I haven't done much front-end lately so I'm not sure what if any the CoffeeScript compiler has in terms of generating source maps, but if browsers are supporting it I imagine it won't be long if it's not here already.
AFAIK, the CoffeeScript guys are working intensely on it. To some extent, any language which has accurate source position information in its parser/AST, and uses Closure Compiler on the backend can get source map output almost for free.
Yea I would imagine they are. I haven't been following the development like I used to, so thanks.
How accurate does the source position information have to be? I don't think the CoffeeScript lexer can output column numbers (at least it didn't last time I checked) and the re-writing stage might give them a little trouble. Should be doable though.
Guess I should head over to github and see how they're doing and start reading the SourceMap spec.
However, you can embed extra metadata for your specific source language if you wish, via the extension mechanism. Debug tools can then read the metadata in to do extra neat kinds of mapping (such as collapsing "native" stack frames).
Very interesting. The reason we didn't want to use GWT was precisely because of the difficulty of debugging. This is a big step in the right direction.
The talk emphasizes debugging js as output of another language. But did I understand correctly that it can be used to debug js programs directly? Makes sense and would be awesome.
Yes, if you have regular hand-written JS, and let's say you run UglifyJS, YUI Minifier, or Closure Compiler, to generate compact, optimized JS, with source maps, the debugger will show the original JS source.
The demo I showed also is using SuperDevMode for GWT, which dramatically speeds up the compile. Notice, I compile a project (the Mail sample) of several hundred Java source files in less than 2 seconds.
I think what they mean is say you have a bit of obsfucated, minified, and or complex JavaScript code you want to reverse engineer. You can start writing a an "unobsfucated" version in JS, pseudocode, whatever you wanted....and use source-mapping to switch between looking/working on that and the original in the debugger all while the browser is actually executing the original code (negating worries that your translation is incomplete or behaves differently, these are concerns during certain steps of the process...obviously you want to end up with a perfect translation in the end)

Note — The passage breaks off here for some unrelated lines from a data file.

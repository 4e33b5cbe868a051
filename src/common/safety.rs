use std::path::Path;

/// Paths that must NEVER be deleted under any circumstances.
/// This is a critical safety net against bugs in category location rules.
const PROTECTED_ROOTS: &[&str] = &[
    "/",
    "/bin",
    "/boot",
    "/etc",
    "/home",
    "/opt",
    "/root",
    "/sbin",
    "/usr",
    "/var",
    "C:\\",
    "C:\\Windows",
    "C:\\Windows\\System32",
    "C:\\Program Files",
    "C:\\Program Files (x86)",
    "C:\\Users",
    "C:\\ProgramData",
];

/// Directories under the user profile that must never be deleted entirely
const PROTECTED_HOME_DIRS: &[&str] = &[
    "", // the profile itself
    "Desktop",
    "Documents",
    "Downloads",
    "Pictures",
    "Music",
    "Videos",
    ".ssh",
    ".gnupg",
];

/// Check if a path is protected and should NEVER be deleted
pub fn is_protected(path: &Path) -> bool {
    let path_str = path.to_string_lossy();

    for protected in PROTECTED_ROOTS {
        if path_str.eq_ignore_ascii_case(protected) {
            return true;
        }
    }

    if let Some(home) = dirs::home_dir() {
        for dir in PROTECTED_HOME_DIRS {
            let protected_path = if dir.is_empty() {
                home.clone()
            } else {
                home.join(dir)
            };
            if path == protected_path {
                return true;
            }
        }
    }

    false
}

/// Maximum number of files to delete in a single operation.
/// A safety limit to prevent runaway deletion bugs.
pub const MAX_FILES_PER_OPERATION: usize = 500_000;

/// Total-bytes threshold above which a clean needs explicit confirmation (50 GB).
pub const MAX_BYTES_WARNING_THRESHOLD: u64 = 50 * 1024 * 1024 * 1024;

/// Validate a cleaning operation before execution
pub fn validate_clean_operation(file_count: usize, total_bytes: u64) -> Result<(), String> {
    if file_count > MAX_FILES_PER_OPERATION {
        return Err(format!(
            "Operation would affect {} files (limit: {}).",
            file_count, MAX_FILES_PER_OPERATION
        ));
    }

    if total_bytes > MAX_BYTES_WARNING_THRESHOLD {
        return Err(format!(
            "Operation would delete {} (limit: {}). Tighten the category selection or exclusions.",
            crate::common::format::format_size(total_bytes),
            crate::common::format::format_size(MAX_BYTES_WARNING_THRESHOLD),
        ));
    }

    Ok(())
}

That would be a useful tool in reverse engineering.
BTW, thanks for all the positive feedback. If you are working on a language translator to JS and end up including sourcemap support, just ping me on G+ and I'll put it into a directory of source-map enabled tools.
Link to documentation? If I wanted to build my own little JavaScript preprocessor and make it use SourceMaps in Chrome, how would I know the file format(s)?